В конце своего проникновенного монолога я все же не удержался и решил забить гвоздь по самую шляпку.

– А во избежание каких-либо недопониманий Юрий Владимирович поручил нам информировать вас лично по всем возникающим вопросам.

Надежда на то, что упоминание грозной фамилии Андропова обратит в бегство младшего по братству министра оказалась тщетной.

Наоборот, имя это привело его в сильное возбуждение, он резко встал и прошелся по кабинету, громко приговаривая:

– Информировать, информировать! Терпеть не могу этой казенщины. Мы же друзья, должны вот так сидеть за столом и делиться идеями ради общего дела, а не информировать друг друга У друзей должна быть в этом внутренняя потребность – общаться и откровенно разговаривать друг с другом. Откровенно!

Министр был прав: подозрительность, чаще всего необоснованная, была завезена нашими соотечественниками в Берлин из Москвы, и тут, словно инфекция, бурно распространилась, приобретая порой самые неожиданные формы.

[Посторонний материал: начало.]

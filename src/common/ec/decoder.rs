use super::galois::GaloisField;
use crate::common::error::{BarcodeError, BarcodeResult};

// Rectifier
//------------------------------------------------------------------------------

/// Corrects `codewords` (data followed by `ec_len` parity words) in place.
/// Returns the number of corrected words.
pub fn rectify(gf: &GaloisField, codewords: &mut [u16], ec_len: usize) -> BarcodeResult<usize> {
    let n = codewords.len();
    if ec_len == 0 || n >= gf.size() {
        return Err(BarcodeError::TooManyError);
    }

    // Compute syndromes
    let synd = match syndromes(gf, codewords, ec_len) {
        None => return Ok(0),
        Some(s) => s,
    };

    // Error locator polynomial
    let (sig, l) = berlekamp_massey(gf, &synd);
    let err_loc = chien_search(gf, &sig, n);
    if err_loc.len() != l {
        return Err(BarcodeError::TooManyError);
    }

    // Error evaluator
    let omg = omega(gf, &synd, &sig);

    // Sigma derivative, only odd powers survive in characteristic 2
    let dsig: Vec<u16> =
        sig.iter().enumerate().map(|(i, &s)| if i & 1 == 1 { s } else { 0 }).skip(1).collect();

    // Error magnitude via Forney
    debug_assert!(gf.gen_base() <= 1, "Unsupported generator base");
    for &deg in err_loc.iter() {
        let x = gf.alpha_pow(deg);
        let xinv = gf.inv(x);
        let den = gf.eval_poly(&dsig, xinv);
        if den == 0 {
            return Err(BarcodeError::TooManyError);
        }
        let mut mag = gf.div(gf.eval_poly(&omg, xinv), den);
        // Scale by X^(1 - gen_base)
        if gf.gen_base() == 0 {
            mag = gf.mul(mag, x);
        }
        codewords[n - 1 - deg] ^= mag;
    }

    match syndromes(gf, codewords, ec_len) {
        None => Ok(err_loc.len()),
        Some(_) => Err(BarcodeError::TooManyError),
    }
}

pub fn rectify_bytes(gf: &GaloisField, codewords: &mut [u8], ec_len: usize) -> BarcodeResult<usize> {
    let mut words: Vec<u16> = codewords.iter().map(|&b| b as u16).collect();
    let res = rectify(gf, &mut words, ec_len)?;
    for (b, w) in codewords.iter_mut().zip(words) {
        *b = w as u8;
    }
    Ok(res)
}

// Rectifier for short BCH protected infos, picks the nearest valid number
pub fn rectify_info(info: u32, valid_numbers: &[u32], err_capacity: u32) -> BarcodeResult<u32> {
    let res = valid_numbers
        .iter()
        .copied()
        .min_by_key(|&n| (info ^ n).count_ones())
        .ok_or(BarcodeError::InvalidInfo)?;

    if (info ^ res).count_ones() <= err_capacity {
        Ok(res)
    } else {
        Err(BarcodeError::InvalidInfo)
    }
}

fn syndromes(gf: &GaloisField, codewords: &[u16], ec_len: usize) -> Option<Vec<u16>> {
    let synd: Vec<u16> = (0..ec_len)
        .map(|i| {
            let x = gf.alpha_pow(gf.gen_base() + i);
            codewords.iter().fold(0, |acc, &c| gf.mul(acc, x) ^ c)
        })
        .collect();

    if synd.iter().all(|&s| s == 0) {
        None
    } else {
        Some(synd)
    }
}

// Sigma polynomial in ascending degree order, with its degree
fn berlekamp_massey(gf: &GaloisField, synd: &[u16]) -> (Vec<u16>, usize) {
    let len = synd.len() + 1;
    let mut l = 0usize;
    let mut m = 1usize;
    let mut b = 1u16;
    let mut cx = vec![0u16; len];
    let mut bx = vec![0u16; len];
    cx[0] = 1;
    bx[0] = 1;

    for n in 0..synd.len() {
        // Calculate discrepancy
        let mut d = synd[n];
        for i in 1..=l {
            d ^= gf.mul(cx[i], synd[n - i]);
        }

        if d == 0 {
            m += 1;
            continue;
        }

        let tx = cx.clone();
        let scale = gf.div(d, b);
        for i in 0..len - m {
            cx[i + m] ^= gf.mul(scale, bx[i]);
        }

        if 2 * l <= n {
            bx = tx;
            l = n + 1 - l;
            b = d;
            m = 1;
        } else {
            m += 1;
        }
    }

    cx.truncate(l + 1);
    (cx, l)
}

// Degrees of the erroneous positions, counted from the last codeword
fn chien_search(gf: &GaloisField, sig: &[u16], n: usize) -> Vec<usize> {
    let order = gf.size() - 1;
    (0..n).filter(|&deg| gf.eval_poly(sig, gf.alpha_pow(order - deg % order)) == 0).collect()
}

// Error evaluator polynomial, S(x) * sigma(x) mod x^ec_len
fn omega(gf: &GaloisField, synd: &[u16], sig: &[u16]) -> Vec<u16> {
    let t = synd.len();
    let mut omg = vec![0u16; t];
    for (i, &s) in synd.iter().enumerate() {
        for (j, &c) in sig.iter().enumerate().take(t - i) {
            omg[i + j] ^= gf.mul(s, c);
        }
    }
    omg
}
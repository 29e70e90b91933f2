mod decoder;
mod encoder;
mod galois;

pub use decoder::{rectify, rectify_bytes, rectify_info};
pub use encoder::{ec_bytes, ec_codewords};
pub use galois::*;
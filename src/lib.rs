//! # barcodism
//!
//! Barcode and QR code generation and reading, with an HTTP service on top.
//!
//! ## Features
//!
//! - **Generation**: QR, Data Matrix, Aztec, PDF417, Code 39, Code 93,
//!   Code 128, Codabar, ITF, UPC-A, UPC-E, EAN-8 and EAN-13, rendered to an exact pixel size
//! - **Reading**: hybrid binarization, then every candidate symbology in turn
//! - **Reed-Solomon Error Correction**: hand-written over the QR, Data Matrix and Aztec fields
//! - **Service**: `/generate`, `/getBarcode` and `/read` over axum with optional storage
//!
//! ## Quick Start
//!
//! ```rust
//! use barcodism::builder::Encoder;
//! use barcodism::reader::{decode, DecodeHints};
//! use barcodism::symbology::resolve;
//!
//! # fn main() -> Result<(), Box<dyn std::error::Error>> {
//! let img = Encoder::new("Hello, World!", resolve("qr")?).size(200, 200).build()?;
//! assert_eq!(img.dimensions(), (200, 200));
//!
//! let res = decode(&img, DecodeHints::default())?;
//! assert_eq!(res.text, "Hello, World!");
//! # Ok(())
//! # }
//! ```
//!
//! ### Hints
//!
//! ```rust
//! use barcodism::builder::Encoder;
//! use barcodism::symbology::resolve;
//! use barcodism::{Charset, ECLevel};
//!
//! # fn main() -> Result<(), Box<dyn std::error::Error>> {
//! let _img = Encoder::new("Grüße", resolve("qr")?)
//!     .size(300, 300)
//!     .ec_level(ECLevel::H)      // QR only, defaults to L
//!     .charset(Charset::Latin1)  // written behind an ECI
//!     .margin(2)                 // quiet zone in modules
//!     .build()?;
//! # Ok(())
//! # }
//! ```

pub mod api;
pub mod aztec;
pub mod builder;
pub mod common;
pub mod config;
pub mod datamatrix;
pub mod image_codec;
pub mod oned;
pub mod pdf417;
pub mod qr;
pub mod reader;
pub mod service;
pub mod symbology;
pub mod telemetry;

pub use builder::{EncodeHints, Encoder};
pub use common::charset::Charset;
pub use common::{BarcodeError, BarcodeResult, BitMatrix};
pub use qr::ECLevel;
pub use reader::{DecodeHints, DecodedResult, Decoder, ReadError};
pub use symbology::{BarcodeFormat, Symbology, UnknownSymbology};
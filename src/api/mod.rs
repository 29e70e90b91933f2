//! HTTP surface: `/generate`, `/getBarcode` and `/read`.

pub mod error;
pub mod handlers;

use axum::{
    extract::DefaultBodyLimit,
    routing::{get, post},
    Router,
};
use tower::limit::ConcurrencyLimitLayer;
use tower_http::limit::RequestBodyLimitLayer;
use tower_http::trace::TraceLayer;

use crate::service::BarcodeService;

pub const DEFAULT_CONCURRENCY_LIMIT: usize = 10_000;

#[derive(Clone)]
pub struct AppState {
    pub service: BarcodeService,
}

#[derive(Debug, Clone, Copy)]
pub struct Limits {
    pub max_upload_bytes: usize,
    pub concurrency: usize,
}

pub fn router(service: BarcodeService, limits: Limits) -> Router {
    tracing::info!(
        max_upload_bytes = limits.max_upload_bytes,
        concurrency = limits.concurrency,
        "HTTP limits enabled"
    );
    Router::new()
        .route("/generate", get(handlers::generate))
        .route("/getBarcode", get(handlers::get_barcode))
        .route("/read", post(handlers::read))
        .with_state(AppState { service })
        .layer(ConcurrencyLimitLayer::new(limits.concurrency.max(1)))
        .layer(RequestBodyLimitLayer::new(limits.max_upload_bytes))
        .layer(DefaultBodyLimit::disable())
        .layer(TraceLayer::new_for_http())
}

Немного успокоившись, он вернулся на место.

– Пейте кофе.

Кофепитие немыслимо без сливок и светской беседы, которая у нас никак не складывалась. Министр это почувствовал и сделал последнюю попытку придать ей светский тон.

– Скажите, вы не в курсе того, как прошло шестидесятилетие Брандта?

Я был готов съязвить по поводу того, что не нашел себя в списке приглашенных гостей, но он не дождался моего ответа:

– В каком-то журнале, кажется, в «Шпигеле», была маленькая информация по поводу того, что ко дню рождения Вилли Брандта русские вручили ему свой традиционный подарок: большую банку черной икры. Это ваша акция?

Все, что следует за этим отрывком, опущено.